LIFESTYLE

DocuSign acquires AI-powered contract management firm Lexion

As DocuSign reportedly explores a sale to private equity, it’s acquiring a company itself.

On Monday, DocuSign (which now prefers to go by Docusign, with a lowercase “S,” a PR rep from the company tells me) announced that it’s buying Lexion, a contract workflow automation startup, for $165 million. The purchase comes as DocuSign makes increasing investments in the contract management space, most recently launching DocuSign IAM, a service aimed at connecting different components of the corporate agreement creation and negotiation process.

Lexion was incubated at the Allen Institute for Artificial Intelligence (AI2), the AI-focused research arm of the nonprofit Allen Institute. Gaurav Oberoi founded the company together with former Microsoft research software development engineering lead Emad Elwany and engineering veteran James Baird; Oberoi previously co-founded survey platform Precision Polling, which SurveyMonkey acquired shortly after it launched.
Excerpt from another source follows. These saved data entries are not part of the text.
//! CLI entry point for the grade dashboard.
//!
//! Loads a student score sheet, applies the class/search/sort criteria, and
//! prints a summary, a rounded table, or an unrounded CSV export of the view.

use anyhow::Result;
use chrono::Utc;
use clap::{Args, Parser, Subcommand};
use grade_dashboard::{
    config::DashboardConfig,
    output::{
        DashboardReport, default_export_name, export_to_path, print_pretty, render_summary,
        render_table, report_json,
    },
    parser::read_source,
    session::Dashboard,
    view::{ClassFilter, Criteria, SortKey},
};
use std::ffi::OsStr;
use std::path::{Path, PathBuf};
use tracing::{error, info};
use tracing_subscriber::{
    EnvFilter, Layer,
    fmt::{self, format::FmtSpan},
    layer::SubscriberExt,
    util::SubscriberInitExt,
};

#[derive(Parser)]
#[command(name = "grade_dashboard")]
#[command(about = "Statistics, tables and exports for student score sheets", long_about = None)]
struct Cli {
    /// JSON config file (defaults to $GRADE_DASHBOARD_CONFIG, then built-in settings)
    #[arg(long, global = true, value_name = "PATH")]
    config: Option<String>,

    #[command(subcommand)]
    command: Commands,
}

#[derive(Args)]
struct ViewArgs {
    /// CSV score sheet, optionally gzip-compressed (.gz)
    #[arg(value_name = "FILE")]
    source: PathBuf,

    /// Class to show: "all" or a class number
    #[arg(short, long, default_value = "all")]
    class: ClassFilter,

    /// Case-insensitive match on name or roster number
    #[arg(short, long, default_value = "")]
    search: String,

    /// Sort order: number, total-desc, total-asc, final-desc (anything else keeps file order)
    #[arg(long, default_value = "number")]
    sort: String,
}

impl ViewArgs {
    fn criteria(&self) -> Criteria {
        Criteria::new(self.class, self.search.as_str(), SortKey::from(self.sort.as_str()))
    }
}

#[derive(Subcommand)]
enum Commands {
    /// Print statistics for the selected students
    Summary {
        #[command(flatten)]
        view: ViewArgs,

        /// Print the report as JSON
        #[arg(long, default_value_t = false)]
        json: bool,
    },
    /// Print the selected students as a table
    Table {
        #[command(flatten)]
        view: ViewArgs,
    },
    /// Export the selected students to CSV without rounding
    Export {
        #[command(flatten)]
        view: ViewArgs,

        /// Output file (defaults to <prefix>_<date>.csv)
        #[arg(short, long)]
        output: Option<PathBuf>,

        /// Gzip compress the exported file
        #[arg(long, default_value_t = false)]
        gzip: bool,
    },
}

fn main() -> Result<()> {
    dotenvy::dotenv().ok(); // Load .env file

    // Logging setup: colored stderr + JSON rolling log file
    let log_file_path =
        std::env::var("LOG_FILE_PATH").unwrap_or_else(|_| "logs/grade_dashboard.log".to_string());
    let log_dir = Path::new(&log_file_path)
        .parent()
        .unwrap_or(Path::new("logs"));
    let log_file_name = Path::new(&log_file_path)
        .file_name()
        .unwrap_or(OsStr::new("grade_dashboard.log"));

    let file_appender = tracing_appender::rolling::daily(log_dir, log_file_name);
    let (non_blocking_file, _file_guard) = tracing_appender::non_blocking(file_appender);

    let stderr_layer = fmt::layer()
        .with_target(true)
        .with_span_events(FmtSpan::CLOSE)
        .with_ansi(true)
        .with_writer(std::io::stderr)
        .with_filter(EnvFilter::from_env("RUST_LOG").add_directive("info".parse()?));

    let json_layer = fmt::layer()
        .json()
        .with_current_span(true)
        .with_span_list(true)
        .with_writer(non_blocking_file)
        .with_filter(EnvFilter::from_env("RUST_LOG_JSON").add_directive("debug".parse()?));

    tracing_subscriber::registry()
        .with(stderr_layer)
        .with(json_layer)
        .init();

    let cli = Cli::parse();
    let config = load_config(cli.config.as_deref())?;

    match cli.command {
        Commands::Summary { view, json } => {
            let dashboard = open_dashboard(config, &view)?;
            let report = DashboardReport::new(dashboard.criteria().clone(), dashboard.summary());
            print_pretty(&report);

            if json {
                println!("{}", report_json(&report)?);
            } else {
                print!(
                    "{}",
                    render_summary(&report.summary, dashboard.config().display_decimals)
                );
            }
        }
        Commands::Table { view } => {
            let dashboard = open_dashboard(config, &view)?;
            print!(
                "{}",
                render_table(dashboard.view(), dashboard.config().display_decimals)
            );
        }
        Commands::Export { view, output, gzip } => {
            let dashboard = open_dashboard(config, &view)?;
            let path = output.unwrap_or_else(|| {
                PathBuf::from(default_export_name(
                    &dashboard.config().export_prefix,
                    Utc::now().date_naive(),
                    gzip,
                ))
            });

            export_to_path(&path, dashboard.view(), gzip)?;
            info!(
                path = %path.display(),
                rows = dashboard.view_len(),
                "CSV export complete"
            );
        }
    }

    Ok(())
}

/// Resolves the config from `--config`, then `GRADE_DASHBOARD_CONFIG`, then defaults.
fn load_config(flag: Option<&str>) -> Result<DashboardConfig> {
    let path = flag
        .map(str::to_string)
        .or_else(|| std::env::var("GRADE_DASHBOARD_CONFIG").ok());

    match path {
        Some(path) => {
            info!(path = %path, "Loading config");
            Ok(DashboardConfig::load(&path)?)
        }
        None => Ok(DashboardConfig::default()),
    }
}

/// Reads the score sheet and builds a dashboard showing the requested view.
#[tracing::instrument(skip(config, view), fields(source = %view.source.display()))]
fn open_dashboard(config: DashboardConfig, view: &ViewArgs) -> Result<Dashboard> {
    let text = read_source(&view.source)?;

    let mut dashboard = Dashboard::new(config);
    if let Err(e) = dashboard.load(&text) {
        error!(error = %e, "Could not load grade data");
        return Err(e.into());
    }
    dashboard.set_criteria(view.criteria());

    info!(
        students = dashboard.records().len(),
        shown = dashboard.view_len(),
        criteria = ?dashboard.criteria(),
        "View ready"
    );
    Ok(dashboard)
}
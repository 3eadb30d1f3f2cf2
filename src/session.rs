//! The dashboard context object: the loaded record set and its current view.

use std::io::Write;

use tracing::{info, warn};

use crate::analyzers::aggregate::summarize;
use crate::analyzers::types::GradeSummary;
use crate::config::DashboardConfig;
use crate::error::GradebookError;
use crate::output::write_csv;
use crate::parser::parse_records;
use crate::record::Record;
use crate::view::{Criteria, project};

/// Owns the full record set and the view derived from it.
///
/// The record set is written once per load. The view is a list of positions
/// into it, replaced wholesale whenever the criteria change.
#[derive(Debug, Default)]
pub struct Dashboard {
    config: DashboardConfig,
    records: Vec<Record>,
    criteria: Criteria,
    view: Vec<usize>,
    loaded: bool,
}

impl Dashboard {
    pub fn new(config: DashboardConfig) -> Self {
        Dashboard {
            config,
            ..Default::default()
        }
    }

    /// Builds a dashboard and loads `text` into it.
    pub fn from_text(config: DashboardConfig, text: &str) -> Result<Self, GradebookError> {
        let mut dashboard = Dashboard::new(config);
        dashboard.load(text)?;
        Ok(dashboard)
    }

    /// Replaces the record set with the rows parsed from `text` and returns
    /// how many were read.
    ///
    /// On failure the previously loaded data and view are left untouched.
    #[tracing::instrument(skip(self, text))]
    pub fn load(&mut self, text: &str) -> Result<usize, GradebookError> {
        let records = match parse_records(text) {
            Ok(records) => records,
            Err(e) => {
                warn!(error = %e, kept = self.records.len(), "Load failed, keeping previous data");
                return Err(e);
            }
        };

        self.records = records;
        self.loaded = true;
        self.refresh();
        info!(records = self.records.len(), view = self.view.len(), "Grade data loaded");

        Ok(self.records.len())
    }

    /// Sets new criteria and recomputes the view from the full record set.
    pub fn set_criteria(&mut self, criteria: Criteria) {
        self.criteria = criteria;
        self.refresh();
    }

    fn refresh(&mut self) {
        self.view = project(&self.records, &self.criteria);
    }

    pub fn is_loaded(&self) -> bool {
        self.loaded
    }

    pub fn config(&self) -> &DashboardConfig {
        &self.config
    }

    pub fn criteria(&self) -> &Criteria {
        &self.criteria
    }

    /// The full record set, in input order.
    pub fn records(&self) -> &[Record] {
        &self.records
    }

    /// The current view, in view order.
    pub fn view(&self) -> impl Iterator<Item = &Record> + '_ {
        self.view.iter().map(|&i| &self.records[i])
    }

    pub fn view_len(&self) -> usize {
        self.view.len()
    }

    /// Statistics over the current view.
    pub fn summary(&self) -> GradeSummary {
        summarize(self.view(), &self.config.class_ids)
    }

    /// Writes the current view as CSV, unrounded.
    pub fn export_csv<W: Write>(&self, writer: W) -> Result<(), GradebookError> {
        write_csv(writer, self.view())
    }
}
Lexion began as a “smart” repository for contracts, letting legal teams ask natural language questions about documents. But it slowly expanded with tools to address various use cases and challenges in document creation for teams across not only legal departments, but sales, IT, HR and finance.

Lexion had raised $35.2 million in venture capital prior to the acquisition from investors including Khosla Ventures, Madrona and Point72 Ventures.

According to DocuSign CEO Allan Thygesen, Lexion’s technology will enable DocuSign customers to gain a “more granular” understanding of their contract structures and data, as well as better identify insights and potential risks. DocuSign will tap Lexion’s AI models for contract creation and negotiations, while Lexion will build integrations with DocuSign’s products and solutions.

The purchase comes at a pivotal moment for DocuSign, valued at about $12.5 billion, which is said to be in the process of selling itself to a private equity firm. Perhaps in a bid to make its books more attractive to suitors, DocuSign in February announced plans to lay off ~6% of its workforce — some 400 jobs.

Reuters reported in January that Bain and Hellman & Friedman are among the final bidders in an auction for DocuSign, which could be one of the biggest leveraged buyouts in 2024.

DocuSign’s other acquisitions include SpringCM (in July 2018 for $220 million), a cloud platform for sales contract management, and Seal Software (in February 2020 for $188 million), a company specializing in AI-driven contract analytics.